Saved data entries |
========================================================================

use anyhow::Result;
use hatrs_vision::placement::keyed;
use hatrs_vision::{
    place, place_all, BoundingBox, DetectionResult, FaceId, FaceObservation, OverlayConfig,
};

fn face(id: u64, bbox: [f32; 4], roll: f32, yaw: f32) -> FaceObservation {
    FaceObservation {
        id: FaceId(id),
        bounding_box: BoundingBox::from_xywh(bbox),
        roll_angle: roll,
        yaw_angle: yaw,
    }
}

fn sample_faces() -> Vec<FaceObservation> {
    vec![
        face(1, [10.0, 10.0, 50.0, 50.0], 0.0, 0.0),
        face(2, [200.0, 40.0, 60.0, 60.0], 10.0, -10.0),
        face(3, [-4.0, 512.5, 33.3, 41.0], -179.5, 88.49),
    ]
}

#[test]
fn test_placement_is_deterministic() {
    let cfg = OverlayConfig::default();
    for f in sample_faces() {
        assert_eq!(place(&f, &cfg), place(&f, &cfg));
    }
}

#[test]
fn test_one_transform_per_face() {
    let cfg = OverlayConfig::default();
    let faces = sample_faces();
    for n in 0..=faces.len() {
        let out = place_all(&faces[..n], &cfg);
        assert_eq!(out.len(), n);
        for (t, f) in out.iter().zip(&faces[..n]) {
            assert_eq!(t.id, f.id);
            assert_eq!(t.anchor, f.bounding_box.origin);
            assert_eq!(t.size, f.bounding_box.size);
        }
    }
}

#[test]
fn test_faces_are_placed_independently() {
    let cfg = OverlayConfig::default();
    let f1 = face(1, [10.0, 10.0, 50.0, 50.0], 0.0, 0.0);
    let f2 = face(2, [200.0, 40.0, 60.0, 60.0], 10.0, -10.0);

    let forward = keyed(&place_all(&[f1.clone(), f2.clone()], &cfg));
    let reversed = keyed(&place_all(&[f2.clone(), f1.clone()], &cfg));
    assert_eq!(forward, reversed);

    assert_eq!(forward[&FaceId(1)], place(&f1, &cfg));
    assert_eq!(forward[&FaceId(2)], place(&f2, &cfg));
    assert_eq!(forward[&FaceId(2)].roll_degrees, 10.0);
    assert_eq!(forward[&FaceId(2)].yaw_degrees, -10.0);
}

#[test]
fn test_no_faces_scenario() -> Result<()> {
    let result: DetectionResult = serde_json::from_str(r#"{"faces": []}"#)?;
    result.validate()?;
    let out = place_all(&result.faces, &OverlayConfig::default());
    assert!(out.is_empty());
    assert_eq!(serde_json::to_string(&keyed(&out))?, "{}");
    Ok(())
}

#[test]
fn test_single_centered_face_scenario() -> Result<()> {
    let result: DetectionResult = serde_json::from_str(
        r#"{"faces": [{"id": 1, "boundingBox": {"origin": {"x": 0, "y": 0}, "size": {"width": 100, "height": 100}}, "rollAngle": 0, "yawAngle": 0}]}"#,
    )?;
    result.validate()?;
    let out = place_all(&result.faces, &OverlayConfig::default());

    let expected: serde_json::Value = serde_json::from_str(
        r#"[{"id": 1, "anchor": {"x": 0.0, "y": 0.0}, "size": {"width": 100.0, "height": 100.0}, "verticalOffset": -75.0, "rollDegrees": 0.0, "yawDegrees": 0.0}]"#,
    )?;
    assert_eq!(serde_json::to_value(&out)?, expected);
    Ok(())
}

#[test]
fn test_invalid_result_rejected_before_placement() {
    let mut bad = face(1, [0.0, 0.0, 10.0, 10.0], f32::INFINITY, 0.0);
    assert!(DetectionResult::new(vec![bad.clone()]).validate().is_err());
    bad.roll_angle = 0.0;
    bad.bounding_box.size.height = -3.0;
    assert!(DetectionResult::new(vec![bad]).validate().is_err());
}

========================================================================

Your goal | The lines to retype run from the start of the entries through the line containing "assert_eq!(out.len(), n);"; reproduce them exactly and add nothing.

Task solution |
use anyhow::Result;
use hatrs_vision::placement::keyed;
use hatrs_vision::{
    place, place_all, BoundingBox, DetectionResult, FaceId, FaceObservation, OverlayConfig,
};

fn face(id: u64, bbox: [f32; 4], roll: f32, yaw: f32) -> FaceObservation {
    FaceObservation {
        id: FaceId(id),
        bounding_box: BoundingBox::from_xywh(bbox),
        roll_angle: roll,
        yaw_angle: yaw,
    }
}

fn sample_faces() -> Vec<FaceObservation> {
    vec![
        face(1, [10.0, 10.0, 50.0, 50.0], 0.0, 0.0),
        face(2, [200.0, 40.0, 60.0, 60.0], 10.0, -10.0),
        face(3, [-4.0, 512.5, 33.3, 41.0], -179.5, 88.49),
    ]
}

#[test]
fn test_placement_is_deterministic() {
    let cfg = OverlayConfig::default();
    for f in sample_faces() {
        assert_eq!(place(&f, &cfg), place(&f, &cfg));
    }
}

#[test]
fn test_one_transform_per_face() {
    let cfg = OverlayConfig::default();
    let faces = sample_faces();
    for n in 0..=faces.len() {
        let out = place_all(&faces[..n], &cfg);
        assert_eq!(out.len(), n);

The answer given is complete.